* **DIRECTIONS**: The answer should consist solely of the lines from the first one below through the line containing "info!(camera = self.camera.id, url", copied exactly.

* **EXERCISE INPUTS**:

impl CaptureWorker {
    /// Spawn the worker task. Returns its handle and command channel.
    pub fn spawn(
        camera: CameraConfig,
        config: Arc<Config>,
        store: Arc<SegmentStore>,
        index: Arc<BufferIndex>,
        registry: StatusRegistry,
        shutdown: CancellationToken,
        startup_delay: Duration,
    ) -> (JoinHandle<()>, mpsc::Sender<WorkerCommand>) {
        let (cmd_tx, cmd_rx) = mpsc::channel(8);
        let worker = CaptureWorker {
            camera,
            config,
            store,
            index,
            registry,
            commands: cmd_rx,
            shutdown,
            startup_delay,
            last_appended: None,
            newest_candidate: None,
        };
        let handle = tokio::spawn(worker.run());
        (handle, cmd_tx)
    }

    async fn run(mut self) {
        info!(camera = self.camera.id, url = self.camera.url, "Capture worker started");

        if !self.startup_delay.is_zero() {
            tokio::select! {
                _ = self.shutdown.cancelled() => {
                    self.set_state(WorkerState::Stopped);
                    return;
                }
                _ = tokio::time::sleep(self.startup_delay) => {}
            }
        }

        loop {
            self.set_state(WorkerState::Starting);
            match self.encoder_session().await {
                RunEnd::Stopped => {
                    self.set_state(WorkerState::Stopped);
                    break;
                }
                RunEnd::Restarted => continue,
                RunEnd::Failed(reason) => {
                    self.set_state(WorkerState::Failed);
                    warn!(camera = self.camera.id, error = %reason, "Encoder run failed");

                    // Idle until the supervisor schedules a restart.
                    'idle: loop {
                        tokio::select! {
                            _ = self.shutdown.cancelled() => {
                                self.set_state(WorkerState::Stopped);
                                return;
                            }
                            cmd = self.commands.recv() => match cmd {
                                Some(WorkerCommand::Restart) => break 'idle,
                                Some(WorkerCommand::Terminate) => {}
                                Some(WorkerCommand::Stop) | None => {
                                    self.set_state(WorkerState::Stopped);
                                    return;
                                }
                            }
                        }
                    }
                }
            }
        }

        info!(camera = self.camera.id, "Capture worker exited");
    }

    /// One encoder lifetime: spawn, observe, stop or fail.
    async fn encoder_session(&mut self) -> RunEnd {
        if let Err(e) = self.store.ensure_camera_dir(&self.camera.id) {
            return RunEnd::Failed(e);
        }

        let mut child = match self.spawn_encoder() {
            Ok(c) => c,
            Err(e) => return RunEnd::Failed(e),
        };
        // Used to tell a dead camera from a mid-run encoder crash.
        let baseline = self.last_appended;

        let mut stderr_lines = child.stderr.take().map(|s| BufReader::new(s).lines());
        let mut stderr_open = stderr_lines.is_some();

        {
            let mut reg = self.registry.write();
            if let Some(st) = reg.get_mut(&self.camera.id) {
                st.state = WorkerState::Running;
                st.run_started_at = Some(Instant::now());
                st.last_heartbeat = Some(Instant::now());
            }
        }
        info!(camera = self.camera.id, "Encoder started");

        let mut ticker = tokio::time::interval(POLL_INTERVAL);
        ticker.set_missed_tick_behavior(tokio::time::MissedTickBehavior::Skip);

        loop {
            let event = tokio::select! {
                _ = self.shutdown.cancelled() => SessionEvent::Shutdown,
                cmd = self.commands.recv() => SessionEvent::Command(cmd),
                status = child.wait() => SessionEvent::Exited(status),
                line = next_stderr_line(&mut stderr_lines), if stderr_open => SessionEvent::Stderr(line),
                _ = ticker.tick() => SessionEvent::Tick,
            };

            match event {
                SessionEvent::Shutdown | SessionEvent::Command(Some(WorkerCommand::Stop)) | SessionEvent::Command(None) => {
                    self.stop_encoder(child).await;
                    return RunEnd::Stopped;
                }
                SessionEvent::Command(Some(WorkerCommand::Terminate)) => {
                    self.terminate_encoder(child).await;
                    return RunEnd::Failed(PrerollError::EncoderExited {
                        id: self.camera.id.clone(),
                        reason: "terminated by supervisor".into(),
                    });
                }
                SessionEvent::Command(Some(WorkerCommand::Restart)) => {
                    self.terminate_encoder(child).await;
                    return RunEnd::Restarted;
                }
                SessionEvent::Exited(status) => {
                    let reason = match status {
                        Ok(s) => format!("encoder exited: {s}"),
                        Err(e) => format!("encoder wait failed: {e}"),
                    };
                    // An exit before the first segment means the stream
                    // never came up.
                    let error = if self.last_appended == baseline {
                        PrerollError::CameraUnreachable {
                            id: self.camera.id.clone(),
                            reason,
                        }
                    } else {
                        PrerollError::EncoderExited {
                            id: self.camera.id.clone(),
                            reason,
                        }
                    };
                    return RunEnd::Failed(error);
                }
                SessionEvent::Stderr(Some(line)) => {
                    self.heartbeat(None);
                    trace!(camera = self.camera.id, "encoder: {line}");
                }
                SessionEvent::Stderr(None) => {
                    stderr_open = false;
                }
                SessionEvent::Tick => {
                    if let Err(e) = self.scan_closed() {
                        warn!(camera = self.camera.id, error = %e, "Segment scan failed");
                    }
                }
            }
        }
    }

    fn spawn_encoder(&self) -> Result<Child> {
        let pattern = self.store.encoder_output_pattern(&self.camera.id);
        let chunk = self.config.chunk_duration.to_string();

        let mut cmd = Command::new("ffmpeg");
        cmd.args(["-hide_banner", "-loglevel", "warning", "-nostdin"])
            .args(["-rtsp_transport", self.config.rtsp_transport.as_flag()])
            .args(["-i", &self.camera.url])
            // Stream copy: no decode, no re-encode. Segment boundaries land
            // on keyframes because the muxer waits for one.
            .args(["-c", "copy", "-an"])
            .args(["-f", "segment"])
            .args(["-segment_time", &chunk])
            .args(["-segment_atclocktime", "1"])
            .args(["-segment_format", "mpegts"])
            .args(["-reset_timestamps", "1"])
            .args(["-strftime", "1"])
            .arg(&pattern)
            .stdin(Stdio::null())
            .stdout(Stdio::null())
            .stderr(Stdio::piped())
            .kill_on_drop(true);
        #[cfg(unix)]
        cmd.process_group(0);

        cmd.spawn().map_err(|e| {
            if e.kind() == std::io::ErrorKind::NotFound {
                crate::error::PrerollError::Internal("ffmpeg not found in PATH".into())
            } else {
                e.into()
            }
        })
    }

    /// Scan the output directory and append newly closed segments.
    fn scan_closed(&mut self) -> Result<()> {
        let files = self.store.list(&self.camera.id)?;
        if files.is_empty() {
            return Ok(());
        }

        let count = files.len();
        for (i, f) in files.iter().enumerate() {
            if self.last_appended.map_or(false, |last| f.start <= last) {
                continue;
            }

            let is_newest = i == count - 1;
            let closed = if !is_newest {
                true
            } else {
                match self.newest_candidate {
                    Some((start, size)) if start == f.start && size == f.size_bytes && size > 0 => {
                        true
                    }
                    _ => {
                        self.newest_candidate = Some((f.start, f.size_bytes));
                        false
                    }
                }
            };
            if !closed {
                continue;
            }

            let chunk = self.config.chunk_duration as i64;
            let duration_s = if is_newest {
                chunk
            } else {
                let gap = files[i + 1].start - f.start;
                if gap > chunk {
                    warn!(
                        camera = self.camera.id,
                        start = f.start,
                        gap_s = gap,
                        "Capture gap after segment"
                    );
                }
                gap.clamp(1, chunk)
            };

            let start_time = Utc
                .timestamp_opt(f.start, 0)
                .single()
                .unwrap_or_else(Utc::now);
            let evicted = self.index.append(Segment {
                camera_id: self.camera.id.clone(),
                start_time,
                duration: chrono::Duration::seconds(duration_s),
                path: f.path.clone(),
                size_bytes: f.size_bytes,
                created_at: Utc::now(),
            });
            self.last_appended = Some(f.start);
            if is_newest {
                self.newest_candidate = None;
            }
            self.heartbeat(Some(start_time));
            debug!(
                camera = self.camera.id,
                start = f.start,
                bytes = f.size_bytes,
                evicted,
                "Segment closed"
            );
        }
        Ok(())
    }

    /// Graceful stop: SIGTERM the process group, bounded wait, SIGKILL,
    /// then drop any half-written segment newer than the last closed one.
    async fn stop_encoder(&mut self, mut child: Child) {
        signal_group(&child, Signal::SIGTERM);
        match tokio::time::timeout(T_GRACEFUL, child.wait()).await {
            Ok(_) => {}
            Err(_) => {
                warn!(camera = self.camera.id, "Encoder ignored SIGTERM, killing");
                let _ = child.start_kill();
                let _ = child.wait().await;
            }
        }

        // Pick up segments the encoder flushed on the way out, then remove
        // the trailing partial.
        if let Err(e) = self.scan_closed() {
            warn!(camera = self.camera.id, error = %e, "Final segment scan failed");
        }
        self.remove_partials();
        info!(camera = self.camera.id, "Encoder stopped");
    }

    /// Supervisor-initiated kill of a wedged encoder.
    async fn terminate_encoder(&mut self, mut child: Child) {
        signal_group(&child, Signal::SIGTERM);
        if tokio::time::timeout(Duration::from_secs(2), child.wait())
            .await
            .is_err()
        {
            let _ = child.start_kill();
            let _ = child.wait().await;
        }
    }

    fn remove_partials(&self) {
        let Ok(files) = self.store.list(&self.camera.id) else {
            return;
        };
        for f in files {
            if self.last_appended.map_or(true, |last| f.start > last) {
                info!(
                    camera = self.camera.id,
                    start = f.start,
                    "Removing half-written segment"
                );
                let _ = self.store.delete(&f.path);
            }
        }
    }

    fn heartbeat(&self, segment_start: Option<DateTime<Utc>>) {
        let mut reg = self.registry.write();
        if let Some(st) = reg.get_mut(&self.camera.id) {
            st.last_heartbeat = Some(Instant::now());
            if segment_start.is_some() {
                st.last_segment_start = segment_start;
            }
        }
    }

    fn set_state(&self, state: WorkerState) {
        let mut reg = self.registry.write();
        if let Some(st) = reg.get_mut(&self.camera.id) {
            if st.state != state {
                debug!(camera = self.camera.id, from = ?st.state, to = ?state, "Worker state");
            }
            st.state = state;
            if state != WorkerState::Running {
                st.run_started_at = None;
            }
        }
    }
}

* **OUTPUT FOR THIS EXERCISE**:
impl CaptureWorker {
    /// Spawn the worker task. Returns its handle and command channel.
    pub fn spawn(
        camera: CameraConfig,
        config: Arc<Config>,
        store: Arc<SegmentStore>,
        index: Arc<BufferIndex>,
        registry: StatusRegistry,
        shutdown: CancellationToken,
        startup_delay: Duration,
    ) -> (JoinHandle<()>, mpsc::Sender<WorkerCommand>) {
        let (cmd_tx, cmd_rx) = mpsc::channel(8);
        let worker = CaptureWorker {
            camera,
            config,
            store,
            index,
            registry,
            commands: cmd_rx,
            shutdown,
            startup_delay,
            last_appended: None,
            newest_candidate: None,
        };
        let handle = tokio::spawn(worker.run());
        (handle, cmd_tx)
    }

    async fn run(mut self) {
        info!(camera = self.camera.id, url = self.camera.url, "Capture worker started");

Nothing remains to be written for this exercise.